** WHAT TO WORK ON **
Begin at the first line of the records below and, please, give each line again exactly until the line with "password login form." is included.

[Dataset excerpts]
//! Login use case implementation.

use std::sync::Arc;

use tracing::{debug, warn};

use crate::application::dto::{LoginMode, LoginRequest, LoginResponse};
use crate::application::services::SessionService;
use crate::domain::entities::SecretToken;
use crate::domain::errors::AuthError;

/// Handles the email and password login form.
#[derive(Clone)]
pub struct LoginUseCase {
    session: Arc<SessionService>,
}

impl LoginUseCase {
    /// Creates new login use case.
    #[must_use]
    pub const fn new(session: Arc<SessionService>) -> Self {
        Self { session }
    }

    /// Executes login with provided request.
    ///
    /// # Errors
    /// Returns error if a field is blank or the auth service rejects the
    /// credentials.
    pub async fn execute(&self, request: LoginRequest) -> Result<LoginResponse, AuthError> {
        let email = request.email.trim();
        let password = SecretToken::new(request.password).filter(|_| !email.is_empty());

        let Some(password) = password else {
            warn!("Login form submitted with blank fields");
            return Err(AuthError::MissingCredentials);
        };

        debug!(mode = %request.mode, "Attempting login");

        let user = match request.mode {
            LoginMode::SignIn => self.session.sign_in(email, &password).await?,
            LoginMode::SignUp => self.session.sign_up(email, &password).await?,
        };

        Ok(LoginResponse {
            user,
            mode: request.mode,
        })
    }
}
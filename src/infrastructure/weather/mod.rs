//! Weather provider adapter.

mod client;
mod dto;

pub use client::OpenWeatherClient;
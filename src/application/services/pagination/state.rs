//! Pagination state machine.
//!
//! [`Pager`] never talks to the store itself. Navigation produces a
//! [`PageRequest`] tagged with a fresh [`RequestId`]; whoever executes it hands
//! the [`PageResponse`] back through [`Pager::apply`]. Only the response to the
//! most recently issued request is applied, so overlapping navigations cannot
//! mix the fields of different pages.

use std::fmt;

use tracing::{debug, trace, warn};

use super::config::PagerConfig;
use crate::domain::entities::{DocumentSnapshot, FromDocument, PageCursor};
use crate::domain::errors::StoreError;
use crate::domain::ports::PageQuery;

/// Monotonically increasing id of a page request.
#[derive(Debug, Clone, Copy, PartialEq, Eq, PartialOrd, Ord, Hash)]
pub struct RequestId(u64);

impl RequestId {
    /// Raw counter value.
    #[must_use]
    pub const fn as_u64(self) -> u64 {
        self.0
    }
}

impl fmt::Display for RequestId {
    fn fmt(&self, f: &mut fmt::Formatter<'_>) -> fmt::Result {
        write!(f, "#{}", self.0)
    }
}

/// Navigation intent.
#[derive(Debug, Clone, Copy, PartialEq, Eq)]
pub enum Navigation {
    /// Load page 1, discarding the cursor stack.
    First,
    /// Advance one page, if the current page was full.
    Next,
    /// Go back one page, re-querying it.
    Previous,
    /// Re-query the current page.
    Refresh,
}

/// A page that was successfully loaded.
#[derive(Debug, Clone, PartialEq)]
pub struct LoadedPage<T> {
    /// Records in store order.
    pub items: Vec<T>,
    /// 1-based page index.
    pub page_index: u32,
    /// Position of the first record.
    pub first_cursor: Option<PageCursor>,
    /// Position of the last record; the next page starts after it.
    pub last_cursor: Option<PageCursor>,
    /// Whether the page came back full, hinting that more may follow.
    pub has_more: bool,
}

/// Fetch lifecycle.
#[derive(Debug, Clone, PartialEq)]
pub enum FetchState<T> {
    /// Nothing requested yet.
    Idle,
    /// A request is outstanding; the last good page stays visible.
    Loading {
        /// Request whose response will be applied.
        request_id: RequestId,
        /// Page shown while waiting.
        previous: Option<LoadedPage<T>>,
    },
    /// The latest request succeeded.
    Loaded(LoadedPage<T>),
    /// The latest request failed; the last good page stays visible.
    Failed {
        /// Why the request failed.
        error: StoreError,
        /// Last good page.
        previous: Option<LoadedPage<T>>,
    },
}

impl<T> FetchState<T> {
    /// The page currently on screen, if any.
    #[must_use]
    pub const fn visible_page(&self) -> Option<&LoadedPage<T>> {
        match self {
            Self::Idle => None,
            Self::Loaded(page) => Some(page),
            Self::Loading { previous, .. } | Self::Failed { previous, .. } => previous.as_ref(),
        }
    }

    fn take_visible_page(self) -> Option<LoadedPage<T>> {
        match self {
            Self::Idle => None,
            Self::Loaded(page) => Some(page),
            Self::Loading { previous, .. } | Self::Failed { previous, .. } => previous,
        }
    }
}
//! Single-line text field.

use crossterm::event::{KeyCode, KeyEvent, KeyModifiers};
use ratatui::{
    buffer::Buffer,
    layout::Rect,
    style::{Color, Style},
    widgets::{Block, Borders, Paragraph, Widget},
};
use unicode_width::UnicodeWidthStr;

/// Text input field widget. The cursor is a char index, so multi-byte input
/// is edited safely.
#[derive(Debug, Clone)]
pub struct TextInput {
    value: String,
    cursor: usize,
    focused: bool,
    masked: bool,
    placeholder: String,
    label: String,
}

impl TextInput {
    /// Creates new input with label.
    #[must_use]
    pub fn new(label: impl Into<String>) -> Self {
        Self {
            value: String::new(),
            cursor: 0,
            focused: false,
            masked: false,
            placeholder: String::new(),
            label: label.into(),
        }
    }

    /// Enables password masking.
    #[must_use]
    pub fn password(mut self) -> Self {
        self.masked = true;
        self
    }

    /// Text shown while empty.
    #[must_use]
    pub fn placeholder(mut self, text: impl Into<String>) -> Self {
        self.placeholder = text.into();
        self
    }

    /// Shows or hides the cursor.
    pub fn set_focused(&mut self, focused: bool) {
        self.focused = focused;
    }

    /// Whether the cursor is shown.
    #[must_use]
    pub const fn is_focused(&self) -> bool {
        self.focused
    }

    /// Current text.
    #[must_use]
    pub fn value(&self) -> &str {
        &self.value
    }

    /// Replaces the text and moves the cursor to the end.
    pub fn set_value(&mut self, value: impl Into<String>) {
        self.value = value.into();
        self.cursor = self.value.chars().count();
    }

    /// Empties the input.
    pub fn clear(&mut self) {
        self.value.clear();
        self.cursor = 0;
    }

    /// Takes the value out, leaving the field empty.
    pub fn take(&mut self) -> String {
        self.cursor = 0;
        std::mem::take(&mut self.value)
    }

    fn byte_offset(&self, char_index: usize) -> usize {
        self.value
            .char_indices()
            .nth(char_index)
            .map_or(self.value.len(), |(offset, _)| offset)
    }

    fn char_len(&self) -> usize {
        self.value.chars().count()
    }

    /// Inserts character at cursor.
    pub fn input_char(&mut self, c: char) {
        let offset = self.byte_offset(self.cursor);
        self.value.insert(offset, c);
        self.cursor += 1;
    }

    /// Deletes character before cursor.
    pub fn backspace(&mut self) {
        if self.cursor > 0 {
            self.cursor -= 1;
            let offset = self.byte_offset(self.cursor);
            self.value.remove(offset);
        }
    }

    /// Deletes character at cursor.
    pub fn delete(&mut self) {
        if self.cursor < self.char_len() {
            let offset = self.byte_offset(self.cursor);
            self.value.remove(offset);
        }
    }

    /// Cursor one char left.
    pub fn move_left(&mut self) {
        self.cursor = self.cursor.saturating_sub(1);
    }

    /// Cursor one char right.
    pub fn move_right(&mut self) {
        if self.cursor < self.char_len() {
            self.cursor += 1;
        }
    }

    /// Cursor to the start.
    pub fn move_start(&mut self) {
        self.cursor = 0;
    }

    /// Cursor to the end.
    pub fn move_end(&mut self) {
        self.cursor = self.char_len();
    }

    /// Applies an editing key. Returns `false` for keys the field does not
    /// handle, so the caller can interpret them.
    pub fn handle_key(&mut self, key: KeyEvent) -> bool {
        if key
            .modifiers
            .intersects(KeyModifiers::CONTROL | KeyModifiers::ALT)
        {
            return false;
        }

        match key.code {
            KeyCode::Char(c) => self.input_char(c),
            KeyCode::Backspace => self.backspace(),
            KeyCode::Delete => self.delete(),
            KeyCode::Left => self.move_left(),
            KeyCode::Right => self.move_right(),
            KeyCode::Home => self.move_start(),
            KeyCode::End => self.move_end(),
            _ => return false,
        }
        true
    }

    fn display_text(&self) -> String {
        if self.value.is_empty() {
            self.placeholder.clone()
        } else if self.masked {
            "•".repeat(self.char_len())
        } else {
            self.value.clone()
        }
    }

    fn cursor_column(&self) -> usize {
        if self.masked {
            self.cursor
        } else {
            self.value[..self.byte_offset(self.cursor)].width()
        }
    }
}

impl Widget for &TextInput {
    fn render(self, area: Rect, buf: &mut Buffer) {
        let border_style = if self.focused {
            Style::default().fg(Color::Cyan)
        } else {
            Style::default().fg(Color::Gray)
        };

        let text_style = if self.value.is_empty() {
            Style::default().fg(Color::DarkGray)
        } else {
            Style::default().fg(Color::White)
        };

        let block = Block::default()
            .borders(Borders::ALL)
            .border_style(border_style)
            .title(self.label.as_str());

        let inner = block.inner(area);
        block.render(area, buf);
        Paragraph::new(self.display_text())
            .style(text_style)
            .render(inner, buf);

        if self.focused && inner.width > 0 && inner.height > 0 {
            let column = u16::try_from(self.cursor_column()).unwrap_or(u16::MAX);
            let cursor_x = inner.x.saturating_add(column);
            if cursor_x < inner.x + inner.width {
                buf[(cursor_x, inner.y)]
                    .set_style(Style::default().bg(Color::White).fg(Color::Black));
            }
        }
    }
}
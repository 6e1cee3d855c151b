//! Signed-in user entity.

use serde::{Deserialize, Serialize};

/// Account of the signed-in user.
#[derive(Debug, Clone, PartialEq, Eq, Serialize, Deserialize)]
pub struct User {
    uid: String,
    email: String,
}

impl User {
    /// Creates a user.
    #[must_use]
    pub fn new(uid: impl Into<String>, email: impl Into<String>) -> Self {
        Self {
            uid: uid.into(),
            email: email.into(),
        }
    }

    /// Returns the account id.
    #[must_use]
    pub fn uid(&self) -> &str {
        &self.uid
    }

    /// Returns the account email.
    #[must_use]
    pub fn email(&self) -> &str {
        &self.email
    }

    /// Returns the name shown in the UI.
    #[must_use]
    pub fn display_name(&self) -> &str {
        if self.email.is_empty() {
            &self.uid
        } else {
            &self.email
        }
    }
}

#[cfg(test)]
mod tests {
    use super::*;

    #[test]
    fn test_display_name_prefers_email() {
        assert_eq!(User::new("u1", "ada@uni.edu").display_name(), "ada@uni.edu");
        assert_eq!(User::new("u1", "").display_name(), "u1");
    }
}
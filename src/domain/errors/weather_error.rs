//! Weather lookup error types.

use thiserror::Error;

/// Weather error variants.
#[derive(Debug, Clone, Error)]
#[allow(missing_docs)]
pub enum WeatherError {
    #[error("city name must not be empty")]
    InvalidCity,

    #[error("city '{city}' not found")]
    CityNotFound { city: String },

    #[error("weather API key is not configured")]
    MissingApiKey,

    #[error("weather API rejected the key")]
    Unauthorized,

    #[error("network error fetching weather: {message}")]
    Network { message: String },

    #[error("invalid weather response: {message}")]
    InvalidResponse { message: String },
}

impl WeatherError {
    /// Creates network error.
    #[must_use]
    pub fn network(message: impl Into<String>) -> Self {
        Self::Network {
            message: message.into(),
        }
    }

    /// Creates invalid response error.
    #[must_use]
    pub fn invalid_response(message: impl Into<String>) -> Self {
        Self::InvalidResponse {
            message: message.into(),
        }
    }
}
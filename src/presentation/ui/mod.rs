//! UI screens.

mod app;
mod backend;
mod budget_screen;
mod courses_screen;
mod login_screen;
mod weather_screen;

pub use app::{App, AppOptions};
pub use backend::{Action, Backend, BackendCommand, BackendServices};
pub use budget_screen::{BudgetAction, BudgetScreen};
pub use courses_screen::{CoursesAction, CoursesScreen};
pub use login_screen::{LoginAction, LoginScreen, LoginState};
pub use weather_screen::{WeatherAction, WeatherScreen};
//! Top bar: app name, section tabs and session indicator.

use ratatui::{
    buffer::Buffer,
    layout::Rect,
    style::{Color, Modifier, Style},
    text::{Line, Span},
    widgets::{Paragraph, Widget},
};
use unicode_width::UnicodeWidthStr;

/// Top-level sections of the app.
#[derive(Debug, Clone, Copy, PartialEq, Eq, Default)]
#[allow(missing_docs)]
pub enum Tab {
    #[default]
    Courses,
    Weather,
    Budget,
}

impl Tab {
    /// Tabs in display order.
    pub const ALL: [Self; 3] = [Self::Courses, Self::Weather, Self::Budget];

    /// Label shown in the header.
    #[must_use]
    pub const fn title(self) -> &'static str {
        match self {
            Self::Courses => "Courses",
            Self::Weather => "Weather",
            Self::Budget => "Budget",
        }
    }

    /// Tab selected by a number key, `'1'` being the first.
    #[must_use]
    pub fn from_digit(c: char) -> Option<Self> {
        let index = c.to_digit(10)?.checked_sub(1)?;
        Self::ALL.get(usize::try_from(index).ok()?).copied()
    }

    /// The tab to the right, wrapping around.
    #[must_use]
    pub const fn next(self) -> Self {
        match self {
            Self::Courses => Self::Weather,
            Self::Weather => Self::Budget,
            Self::Budget => Self::Courses,
        }
    }
}

/// Top line with the app name, tabs and user.
pub struct HeaderBar<'a> {
    app_name: &'a str,
    version: &'a str,
    active: Tab,
    user: Option<&'a str>,
}

impl<'a> HeaderBar<'a> {
    /// A header with no active user.
    #[must_use]
    pub const fn new(app_name: &'a str, version: &'a str) -> Self {
        Self {
            app_name,
            version,
            active: Tab::Courses,
            user: None,
        }
    }

    /// Highlights `tab`.
    #[must_use]
    pub const fn active(mut self, tab: Tab) -> Self {
        self.active = tab;
        self
    }

    /// Email of the signed-in user, `None` when signed out.
    #[must_use]
    pub const fn user(mut self, email: Option<&'a str>) -> Self {
        self.user = email;
        self
    }

    fn session_span(&self) -> Span<'static> {
        match self.user {
            Some(email) => Span::styled(
                format!(" ● {email} "),
                Style::default()
                    .fg(Color::Green)
                    .add_modifier(Modifier::BOLD),
            ),
            None => Span::styled(" ○ signed out ", Style::default().fg(Color::DarkGray)),
        }
    }
}

impl Widget for HeaderBar<'_> {
    fn render(self, area: Rect, buf: &mut Buffer) {
        if area.height == 0 || area.width == 0 {
            return;
        }

        let mut spans = vec![
            Span::styled(
                format!(" {} ", self.app_name.to_uppercase()),
                Style::default()
                    .bg(Color::Cyan)
                    .fg(Color::Black)
                    .add_modifier(Modifier::BOLD),
            ),
            Span::styled(format!(" v{} ", self.version), Style::default().fg(Color::DarkGray)),
        ];

        for (index, tab) in Tab::ALL.iter().enumerate() {
            let style = if *tab == self.active {
                Style::default()
                    .fg(Color::Yellow)
                    .add_modifier(Modifier::BOLD | Modifier::UNDERLINED)
            } else {
                Style::default().fg(Color::Gray)
            };
            spans.push(Span::raw(" "));
            spans.push(Span::styled(format!("{} {}", index + 1, tab.title()), style));
        }

        let left = Line::from(spans);
        let left_width = left.width();
        Paragraph::new(left).render(area, buf);

        let session = self.session_span();
        let session_width = session.content.width();
        if left_width + session_width < usize::from(area.width) {
            let width = u16::try_from(session_width).unwrap_or(area.width);
            let right = Rect::new(area.right().saturating_sub(width), area.y, width, 1);
            Paragraph::new(Line::from(session)).render(right, buf);
        }
    }
}
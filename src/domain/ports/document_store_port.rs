//! Document store port definition.

use async_trait::async_trait;

use crate::domain::entities::{Document, DocumentId, DocumentSnapshot, Fields, PageCursor};
use crate::domain::errors::StoreError;

/// Bounded, ordered range query over one collection.
#[derive(Debug, Clone, PartialEq)]
pub struct PageQuery {
    /// Collection to read.
    pub collection: String,
    /// Field results are ordered by, ascending.
    pub order_by: String,
    /// Maximum number of records returned.
    pub limit: u32,
    /// Continue strictly after this position.
    pub start_after: Option<PageCursor>,
}

impl PageQuery {
    /// First page of `collection`.
    #[must_use]
    pub fn new(collection: impl Into<String>, order_by: impl Into<String>, limit: u32) -> Self {
        Self {
            collection: collection.into(),
            order_by: order_by.into(),
            limit,
            start_after: None,
        }
    }

    /// Continues after `cursor`, or from the start when `None`.
    #[must_use]
    pub fn start_after(mut self, cursor: Option<PageCursor>) -> Self {
        self.start_after = cursor;
        self
    }
}

/// Port for the hosted document database.
#[async_trait]
pub trait DocumentStorePort: Send + Sync {
    /// Lists one page of a collection in ascending `order_by` order.
    async fn list_page(&self, query: &PageQuery) -> Result<Vec<DocumentSnapshot>, StoreError>;

    /// Counts every document of a collection.
    async fn count_all(&self, collection: &str) -> Result<u64, StoreError>;

    /// Reads a single document.
    async fn get(&self, collection: &str, id: &DocumentId) -> Result<Document, StoreError>;

    /// Adds a document with a store-generated id.
    async fn add(&self, collection: &str, fields: Fields) -> Result<DocumentId, StoreError>;

    /// Deletes a document.
    async fn delete(&self, collection: &str, id: &DocumentId) -> Result<(), StoreError>;
}

#[cfg(test)]
pub mod mock {
    use super::*;
    use std::collections::VecDeque;
    use std::sync::Arc;
    use std::sync::atomic::{AtomicBool, AtomicUsize, Ordering};
    use std::time::Duration;

    use parking_lot::Mutex;

    use crate::infrastructure::store::MemoryDocumentStore;

    /// In-memory store with failure switches, call counters and latency.
    pub struct MockDocumentStore {
        inner: MemoryDocumentStore,
        fail_list: AtomicBool,
        fail_count: AtomicBool,
        fail_delete_after: Mutex<Option<usize>>,
        list_calls: AtomicUsize,
        count_calls: AtomicUsize,
        list_delays: Mutex<VecDeque<Duration>>,
        queries: Mutex<Vec<PageQuery>>,
    }

    impl MockDocumentStore {
        /// Creates empty mock.
        pub fn new() -> Self {
            Self {
                inner: MemoryDocumentStore::new(),
                fail_list: AtomicBool::new(false),
                fail_count: AtomicBool::new(false),
                fail_delete_after: Mutex::new(None),
                list_calls: AtomicUsize::new(0),
                count_calls: AtomicUsize::new(0),
                list_delays: Mutex::new(VecDeque::new()),
                queries: Mutex::new(Vec::new()),
            }
        }

        /// Creates mock holding `count` courses with increasing `created_at`.
        pub fn with_courses(count: usize) -> Arc<Self> {
            let store = Self::new();
            store.inner.seed_courses(count);
            Arc::new(store)
        }

        pub fn inner(&self) -> &MemoryDocumentStore {
            &self.inner
        }

        pub fn set_fail_list(&self, value: bool) {
            self.fail_list.store(value, Ordering::SeqCst);
        }

        pub fn set_fail_count(&self, value: bool) {
            self.fail_count.store(value, Ordering::SeqCst);
        }

        /// Fails every delete after `successes` successful ones.
        pub fn fail_delete_after(&self, successes: usize) {
            *self.fail_delete_after.lock() = Some(successes);
        }

        /// Queues latencies applied to subsequent `list_page` calls in order.
        pub fn push_list_delay(&self, delay: Duration) {
            self.list_delays.lock().push_back(delay);
        }

        pub fn list_calls(&self) -> usize {
            self.list_calls.load(Ordering::SeqCst)
        }

        pub fn count_calls(&self) -> usize {
            self.count_calls.load(Ordering::SeqCst)
        }

        /// Queries received so far.
        pub fn queries(&self) -> Vec<PageQuery> {
            self.queries.lock().clone()
        }
    }

    impl Default for MockDocumentStore {
        fn default() -> Self {
            Self::new()
        }
    }

    #[async_trait]
    impl DocumentStorePort for MockDocumentStore {
        async fn list_page(&self, query: &PageQuery) -> Result<Vec<DocumentSnapshot>, StoreError> {
            self.list_calls.fetch_add(1, Ordering::SeqCst);
            self.queries.lock().push(query.clone());
            let delay = self.list_delays.lock().pop_front();
            if let Some(delay) = delay {
                tokio::time::sleep(delay).await;
            }
            if self.fail_list.load(Ordering::SeqCst) {
                return Err(StoreError::network("mock list failure"));
            }
            self.inner.list_page(query).await
        }

        async fn count_all(&self, collection: &str) -> Result<u64, StoreError> {
            self.count_calls.fetch_add(1, Ordering::SeqCst);
            if self.fail_count.load(Ordering::SeqCst) {
                return Err(StoreError::network("mock count failure"));
            }
            self.inner.count_all(collection).await
        }

        async fn get(&self, collection: &str, id: &DocumentId) -> Result<Document, StoreError> {
            self.inner.get(collection, id).await
        }

        async fn add(&self, collection: &str, fields: Fields) -> Result<DocumentId, StoreError> {
            self.inner.add(collection, fields).await
        }

        async fn delete(&self, collection: &str, id: &DocumentId) -> Result<(), StoreError> {
            {
                let mut remaining = self.fail_delete_after.lock();
                if let Some(n) = remaining.as_mut() {
                    if *n == 0 {
                        return Err(StoreError::network("mock delete failure"));
                    }
                    *n -= 1;
                }
            }
            self.inner.delete(collection, id).await
        }
    }
}
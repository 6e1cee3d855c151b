//! Weather readings.

use chrono::{DateTime, Utc};
use serde::{Deserialize, Serialize};

/// Current conditions for a city.
#[derive(Debug, Clone, PartialEq, Serialize, Deserialize)]
pub struct CurrentWeather {
    /// City name as resolved by the provider.
    pub city: String,
    /// Temperature in degrees Celsius.
    pub temperature: f64,
    /// Relative humidity in percent.
    pub humidity: u8,
    /// Short human readable description.
    pub description: String,
    /// Wind speed in metres per second.
    pub wind_speed: f64,
}

/// A single timestamped forecast sample.
#[derive(Debug, Clone, PartialEq, Serialize, Deserialize)]
pub struct ForecastSample {
    /// Time the sample is for.
    pub timestamp: DateTime<Utc>,
    /// Temperature in °C.
    pub temperature: f64,
    /// Conditions text.
    pub description: String,
}

/// Forecast for a city.
#[derive(Debug, Clone, PartialEq, Serialize, Deserialize)]
pub struct Forecast {
    /// City name as reported by the API.
    pub city: String,
    /// Samples in time order.
    pub samples: Vec<ForecastSample>,
}
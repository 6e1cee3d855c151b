//! Key-value cache error types.

use thiserror::Error;

/// Cache error variants.
#[derive(Debug, Error)]
#[allow(missing_docs)]
pub enum CacheError {
    #[error("cache I/O error: {0}")]
    Io(String),

    #[error("cache serialization error: {0}")]
    Serialization(String),
}

/// Result alias for cache operations.
pub type CacheResult<T> = Result<T, CacheError>;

** REPLY TO THE TASK **
//! Login use case implementation.

use std::sync::Arc;

use tracing::{debug, warn};

use crate::application::dto::{LoginMode, LoginRequest, LoginResponse};
use crate::application::services::SessionService;
use crate::domain::entities::SecretToken;
use crate::domain::errors::AuthError;

/// Handles the email and password login form.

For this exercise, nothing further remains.